Some experts believe that part of the urgency behind the evangelization of the metaverse is that technology companies urgently require new ways to generate revenue as the markets for smartphones, PC technologies, and software apps have become saturated.
It must be said, however, that some sectors are discovering concrete uses for certain aspects of the metaverse. Simulation engineers are finding it useful for modelling technological product enhancements and improvements in simulated realities to better observe and interpret design changes and their consequences. Manufacturers find virtual reality constructs useful for training operators in the use of new machinery without wasting production runs.

Faced with increasing levels of geopolitical risk and complexity and their multiple potential consequences, CEOs and CFOs are having to prepare for a wider variety of potential scenarios to safeguard the security and success of their companies by foreseeing and mitigating against both supply-side and demand-related risks. Metaverse-inspired simulation environments enhanced with data-based artificial intelligence can allow them to explore all potential what-if scenarios in more realistic and comprehensive ways.

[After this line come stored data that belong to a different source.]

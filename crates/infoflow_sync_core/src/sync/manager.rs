//! The sync orchestrator.

use std::collections::HashSet;
use std::path::{Path, PathBuf};
use std::sync::Arc;
use std::time::Duration;

use log::{debug, error, info, warn};

use super::reconcile::Reconciler;
use super::{
    CHECKPOINT_INTERVAL, LOCK_TIMEOUT, RecordFailure, RunSummary, STATUS_INTERVAL, SyncMode,
    SyncOptions, SyncOutcome, advance_cursor, compute_cursor_start,
};
use crate::clock::{Clock, from_millis};
use crate::config::SyncSettings;
use crate::error::{Result, SyncError};
use crate::fs::AsyncFileSystem;
use crate::path_utils::{normalize_path, to_store_path};
use crate::progress::StatusQueue;
use crate::remote::{FetchProgressCallback, RemoteSource, fetch_all};
use crate::state::{InFlightRun, RunStatus, StateStore, SyncRunOutcome, SyncState};

/// Drives synchronization runs.
///
/// Constructed once per process with every collaborator injected. The
/// manager itself holds no sync state; callers own the [`SyncState`] (usually
/// loaded through [`SyncManager::store`]) and pass it to every operation, so
/// a run and a hook can never mutate it at the same time.
pub struct SyncManager<FS, R, S>
where
    FS: AsyncFileSystem,
    R: RemoteSource,
    S: StateStore,
{
    pub(super) fs: FS,
    pub(super) vault_root: PathBuf,
    remote: R,
    pub(super) store: S,
    clock: Arc<dyn Clock>,
    pub(super) status: StatusQueue,
}

impl<FS, R, S> SyncManager<FS, R, S>
where
    FS: AsyncFileSystem,
    R: RemoteSource,
    S: StateStore,
{
    /// Create a manager for the vault at `vault_root`.
    pub fn new(
        fs: FS,
        vault_root: impl Into<PathBuf>,
        remote: R,
        store: S,
        clock: Arc<dyn Clock>,
        status: StatusQueue,
    ) -> Self {
        Self {
            fs,
            vault_root: vault_root.into(),
            remote,
            store,
            clock,
            status,
        }
    }

    /// The document store.
    pub fn fs(&self) -> &FS {
        &self.fs
    }

    /// The vault root on the document store.
    pub fn vault_root(&self) -> &Path {
        &self.vault_root
    }

    /// The state store.
    pub fn store(&self) -> &S {
        &self.store
    }

    /// The status queue.
    pub fn status(&self) -> &StatusQueue {
        &self.status
    }

    /// Persist `state`, logging failures.
    pub(super) async fn persist(&self, state: &SyncState) -> Result<()> {
        self.store.persist(state).await.inspect_err(|e| {
            error!("Failed to persist sync state: {}", e);
        })
    }

    /// Run one synchronization.
    ///
    /// Configuration errors and lock contention return before any state is
    /// touched. Once the lock is taken every exit path clears it again.
    pub async fn sync(
        &self,
        state: &mut SyncState,
        settings: &SyncSettings,
        options: SyncOptions,
    ) -> Result<SyncOutcome> {
        if !settings.has_credential() {
            return Err(SyncError::MissingCredential);
        }

        let now_ms = self.clock.now_ms();
        let mut stale_lock = None;
        if let Some(run) = &state.in_flight_run
            && let Some(age_ms) = state.lock_age_ms(now_ms)
        {
            if age_ms < LOCK_TIMEOUT.as_millis() as i64 {
                if options.auto {
                    info!("Auto sync skipped: run {} is still in progress", run.run_id);
                    return Ok(SyncOutcome::Skipped {
                        running: run.run_id.clone(),
                    });
                }
                return Err(SyncError::AlreadyRunning {
                    run_id: run.run_id.clone(),
                    started_at: from_millis(run.started_at_ms),
                });
            }
            stale_lock = Some((run.run_id.clone(), age_ms));
        }

        let (file_name_template, note_template) = settings.validate_templates()?;
        self.ensure_target_folder(&settings.target_folder).await?;

        if let Some((run_id, age_ms)) = stale_lock {
            warn!(
                "Clearing stale sync lock {} held for {}s (presumed crashed)",
                run_id,
                age_ms / 1000
            );
            state.in_flight_run = None;
        }

        // Fetch window
        let forced = state.is_forced();
        let forced_ids: HashSet<String> = state.forced_ids().into_iter().collect();
        let cursor_before = state.last_successful_cursor.clone();
        let cursor_start = compute_cursor_start(cursor_before.as_deref());
        let mode = if forced {
            SyncMode::Forced
        } else if cursor_start.is_some() {
            SyncMode::Incremental
        } else {
            SyncMode::Full
        };
        let run_cursor = if forced { None } else { cursor_start };
        let query = settings.fetch_query(run_cursor.clone());

        // Acquire the lock
        let run_id = uuid::Uuid::new_v4().to_string();
        state.in_flight_run = Some(InFlightRun {
            run_id: run_id.clone(),
            started_at_ms: now_ms,
            cursor: run_cursor,
            processed: 0,
        });
        if let Err(e) = self.persist(state).await {
            state.in_flight_run = None;
            return Err(e);
        }
        info!(
            "Sync {} started ({:?}, auto={}, cursor={:?})",
            run_id, mode, options.auto, query.updated_since
        );
        self.status.enqueue(
            if options.auto {
                "Auto sync started"
            } else {
                "Sync started"
            },
            Duration::from_secs(2),
            true,
        );

        // Fetch everything up front
        let on_progress: FetchProgressCallback<'_> = &|so_far, total| {
            self.status.enqueue(
                &format!("Fetching items {}/{}", so_far, total),
                Duration::from_secs(1),
                false,
            );
        };
        let mut records = match fetch_all(&self.remote, &query, Some(on_progress)).await {
            Ok(records) => records,
            Err(e) => {
                let err = SyncError::Remote(e);
                self.fail_run(state, &err).await;
                return Err(err);
            }
        };

        let mut summary = RunSummary::new(run_id, mode, cursor_before.clone());
        summary.fetched = records.len();
        if forced {
            records.retain(|record| forced_ids.contains(&record.id));
            debug!(
                "Forced run: processing {} of {} fetched records",
                records.len(),
                summary.fetched
            );
        }

        let reconciler = Reconciler::new(
            &self.fs,
            &self.vault_root,
            self.clock.as_ref(),
            &settings.target_folder,
            &file_name_template,
            &note_template,
        );

        let total = records.len();
        let mut succeeded = Vec::new();
        let mut failed = Vec::new();
        for (index, record) in records.iter().enumerate() {
            let processed = (index + 1) as u32;

            let index_changed = match reconciler.upsert(state, record).await {
                Ok(reconciled) => {
                    debug!("{}: {:?}", record.id, reconciled.outcome);
                    summary.record(&reconciled.outcome);
                    if let Some(t) = record.updated_at_time() {
                        succeeded.push(t);
                    }
                    reconciled.index_changed
                }
                Err(e) => {
                    warn!("Failed to sync {} ({}): {}", record.id, record.title, e);
                    self.status
                        .notice(&format!("InfoFlow: failed to sync \"{}\": {}", record.title, e));
                    failed.push(record.updated_at_time());
                    summary.failures.push(RecordFailure {
                        id: record.id.clone(),
                        title: record.title.clone(),
                        updated_at: record.updated_at.clone(),
                        message: e.to_string(),
                    });
                    false
                }
            };

            if let Some(run) = state.in_flight_run.as_mut() {
                run.processed = processed;
            }
            if (index_changed || processed % CHECKPOINT_INTERVAL == 0)
                && let Err(e) = self.persist(state).await
            {
                self.fail_run(state, &e).await;
                return Err(e);
            }

            if processed % STATUS_INTERVAL == 0 {
                self.status.enqueue(
                    &format!("Synced {}/{}", processed, total),
                    Duration::from_secs(2),
                    false,
                );
            }
        }
        summary.processed = total;

        // Finish
        let cursor_after = if forced {
            cursor_before
        } else {
            advance_cursor(cursor_before.as_deref(), succeeded, &failed)
        };
        summary.cursor_after = cursor_after.clone();

        // Committed only once persisted; a failed write leaves cursor and queues as they were
        let mut finished = state.clone();
        finished.last_successful_cursor = cursor_after;
        finished.reimport_queue.clear();
        finished.deleted_resync_queue.clear();
        finished.in_flight_run = None;
        finished.last_run = Some(SyncRunOutcome {
            status: RunStatus::Success,
            at_ms: self.clock.now_ms(),
            error: None,
        });
        if let Err(e) = self.persist(&finished).await {
            self.fail_run(state, &e).await;
            return Err(e);
        }
        *state = finished;

        info!("Sync {} complete: {}", summary.run_id, summary.describe());
        self.status
            .enqueue("Sync complete", Duration::from_secs(3), true);
        self.status
            .notice(&format!("InfoFlow sync completed ({})", summary.describe()));

        Ok(SyncOutcome::Completed(summary))
    }

    async fn ensure_target_folder(&self, folder: &str) -> Result<()> {
        let path = to_store_path(&self.vault_root, &normalize_path(folder));
        if self.fs.exists(&path).await {
            return Ok(());
        }
        debug!("Creating target folder {:?}", path);
        self.fs
            .create_dir_all(&path)
            .await
            .map_err(|source| SyncError::CreateFolder { path, source })
    }

    /// Abort a run: clear the lock, record the failure, tell the user.
    async fn fail_run(&self, state: &mut SyncState, err: &SyncError) {
        let message = err.to_string();
        error!("Sync failed: {}", message);

        state.in_flight_run = None;
        state.last_run = Some(SyncRunOutcome {
            status: RunStatus::Failed,
            at_ms: self.clock.now_ms(),
            error: Some(message.clone()),
        });
        // Already logged; the original error is what the caller sees
        let _ = self.persist(state).await;

        self.status.enqueue(
            &format!("Sync failed: {}", message),
            Duration::from_secs(5),
            true,
        );
        self.status
            .notice(&format!("InfoFlow sync failed: {}", message));
    }
}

Future possibilities for the financial world

Large organizations are already investing significantly in the financial industry of the future, and there is already mention of a financial metaverse.
As we have suggested, there are possibilities for CFOs and accounting departments to exploit aspects of the metaverse for forecasting, risk analysis, and training and skills development.
Another area is the use of metaverse-inspired simulations to explore all the potential cyber security risks that could emerge as a result of the implementation of new technologies.
It could be used to allow the finance department to collaborate with other departments, such as sales and marketing, to create engaging and interactive 3D financial models and simulations to enable more informed decision making.
Metaverse-type digital representations of an organization’s financial data, such as balance sheets, income statements, and cash flows could be used to provide CFOs and accounting departments with a 3D view of their financial KPIs and allow them to interact with their business analytics for business development and strategizing, enabling them to explore the organization’s performance and better prepare for possible opportunities and potential risks.